◆ **TASK DETAILS**:
In the data below, find each line carrying the string "Relaxed" and copy it out.

(Saved entries)
---------------
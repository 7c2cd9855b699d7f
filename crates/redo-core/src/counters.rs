// SPDX-License-Identifier: BUSL-1.1
// Copyright (c) 2026 Alfred Jean LLC

//! Process-wide monotonic counters, read by the Monitor.
//!
//! Owned by the Supervisor, shared via `Arc`, never global mutable state.

use std::sync::atomic::{AtomicU64, Ordering};

/// Monotonic counters mutated by workers and read by the Monitor.
#[derive(Debug, Default)]
pub struct Counters {
    redo_records_from_engine: AtomicU64,
    received_from_redo_queue: AtomicU64,
    sent_to_redo_queue: AtomicU64,
    processed_redo_records: AtomicU64,
    sent_to_info_queue: AtomicU64,
    sent_to_failure_queue: AtomicU64,
}

/// A point-in-time read of every counter.
#[derive(Debug, Clone, Copy, Default, PartialEq, Eq)]
pub struct CountersSnapshot {
    pub redo_records_from_engine: u64,
    pub received_from_redo_queue: u64,
    pub sent_to_redo_queue: u64,
    pub processed_redo_records: u64,
    pub sent_to_info_queue: u64,
    pub sent_to_failure_queue: u64,
}

impl CountersSnapshot {
    /// Per-counter deltas since an earlier snapshot. Saturating: a counter
    /// can only grow, but a snapshot pair can be passed in either order by
    /// a caller and this must never panic.
    pub fn delta_since(&self, previous: &CountersSnapshot) -> CountersSnapshot {
        CountersSnapshot {
            redo_records_from_engine: self
                .redo_records_from_engine
                .saturating_sub(previous.redo_records_from_engine),
            received_from_redo_queue: self
                .received_from_redo_queue
                .saturating_sub(previous.received_from_redo_queue),
            sent_to_redo_queue: self
                .sent_to_redo_queue
                .saturating_sub(previous.sent_to_redo_queue),
            processed_redo_records: self
                .processed_redo_records
                .saturating_sub(previous.processed_redo_records),
            sent_to_info_queue: self
                .sent_to_info_queue
                .saturating_sub(previous.sent_to_info_queue),
            sent_to_failure_queue: self
                .sent_to_failure_queue
                .saturating_sub(previous.sent_to_failure_queue),
        }
    }
}

impl Counters {
    pub fn new() -> Self {
        Self::default()
    }

    pub fn inc_redo_records_from_engine(&self) {
        self.redo_records_from_engine.fetch_add(1, Ordering::Relaxed);
    }

    pub fn inc_received_from_redo_queue(&self) {
        self.received_from_redo_queue.fetch_add(1, Ordering::Relaxed);
    }

    pub fn inc_sent_to_redo_queue(&self) {
        self.sent_to_redo_queue.fetch_add(1, Ordering::Relaxed);
    }

    pub fn inc_processed_redo_records(&self) {
        self.processed_redo_records.fetch_add(1, Ordering::Relaxed);
    }

    pub fn inc_sent_to_info_queue(&self) {
        self.sent_to_info_queue.fetch_add(1, Ordering::Relaxed);
    }

    pub fn inc_sent_to_failure_queue(&self) {
        self.sent_to_failure_queue.fetch_add(1, Ordering::Relaxed);
    }

    pub fn snapshot(&self) -> CountersSnapshot {
        CountersSnapshot {
            redo_records_from_engine: self.redo_records_from_engine.load(Ordering::Relaxed),
            received_from_redo_queue: self.received_from_redo_queue.load(Ordering::Relaxed),
            sent_to_redo_queue: self.sent_to_redo_queue.load(Ordering::Relaxed),
            processed_redo_records: self.processed_redo_records.load(Ordering::Relaxed),
            sent_to_info_queue: self.sent_to_info_queue.load(Ordering::Relaxed),
            sent_to_failure_queue: self.sent_to_failure_queue.load(Ordering::Relaxed),
        }
    }
}

#[cfg(test)]
#[path = "counters_tests.rs"]
mod tests;
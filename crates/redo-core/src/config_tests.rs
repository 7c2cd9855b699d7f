// SPDX-License-Identifier: BUSL-1.1
// Copyright (c) 2026 Alfred Jean LLC

use super::*;
use serial_test::serial;

#[test]
#[serial]
fn cli_flag_takes_precedence_over_env_and_default() {
    std::env::set_var("REDOER_THREADS_PER_PROCESS", "2");
    let overrides = RawOverrides {
        threads_per_process: Some(8),
        ..Default::default()
    };
    let config = resolve_config(overrides);
    assert_eq!(config.threads_per_process, 8);
    std::env::remove_var("REDOER_THREADS_PER_PROCESS");
}

#[test]
#[serial]
fn env_var_takes_precedence_over_default_when_no_flag() {
    std::env::set_var("REDOER_THREADS_PER_PROCESS", "2");
    let config = resolve_config(RawOverrides::default());
    assert_eq!(config.threads_per_process, 2);
    std::env::remove_var("REDOER_THREADS_PER_PROCESS");
}

#[test]
#[serial]
fn default_applies_when_neither_flag_nor_env_present() {
    std::env::remove_var("REDOER_THREADS_PER_PROCESS");
    let config = resolve_config(RawOverrides::default());
    assert_eq!(config.threads_per_process, 4);
}

#[test]
#[serial]
fn bus_role_endpoint_falls_back_to_unqualified_key() {
    std::env::remove_var("REDOER_KAFKA_REDO_HOST");
    std::env::set_var("REDOER_KAFKA_HOST", "broker:9092");
    let endpoint = resolve_bus_endpoint(Bus::Kafka, "redo");
    assert_eq!(endpoint.host.as_deref(), Some("broker:9092"));
    std::env::remove_var("REDOER_KAFKA_HOST");
}

#[test]
#[serial]
fn bus_role_endpoint_prefers_role_scoped_key() {
    std::env::set_var("REDOER_KAFKA_HOST", "broker:9092");
    std::env::set_var("REDOER_KAFKA_FAILURE_HOST", "broker-failure:9092");
    let endpoint = resolve_bus_endpoint(Bus::Kafka, "failure");
    assert_eq!(endpoint.host.as_deref(), Some("broker-failure:9092"));
    std::env::remove_var("REDOER_KAFKA_HOST");
    std::env::remove_var("REDOER_KAFKA_FAILURE_HOST");
}

#[test]
fn sensitive_keys_are_flagged_for_redaction() {
    assert!(is_sensitive_key("engine_configuration_json"));
    assert!(is_sensitive_key("azure_connection_string"));
    assert!(is_sensitive_key("rabbitmq_password"));
    assert!(!is_sensitive_key("threads_per_process"));
}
---------------
◆ **EXERCISE ANSWER**:
        self.redo_records_from_engine.fetch_add(1, Ordering::Relaxed);
        self.received_from_redo_queue.fetch_add(1, Ordering::Relaxed);
        self.sent_to_redo_queue.fetch_add(1, Ordering::Relaxed);
        self.processed_redo_records.fetch_add(1, Ordering::Relaxed);
        self.sent_to_info_queue.fetch_add(1, Ordering::Relaxed);
        self.sent_to_failure_queue.fetch_add(1, Ordering::Relaxed);
            redo_records_from_engine: self.redo_records_from_engine.load(Ordering::Relaxed),
            received_from_redo_queue: self.received_from_redo_queue.load(Ordering::Relaxed),
            sent_to_redo_queue: self.sent_to_redo_queue.load(Ordering::Relaxed),
            processed_redo_records: self.processed_redo_records.load(Ordering::Relaxed),
            sent_to_info_queue: self.sent_to_info_queue.load(Ordering::Relaxed),
            sent_to_failure_queue: self.sent_to_failure_queue.load(Ordering::Relaxed),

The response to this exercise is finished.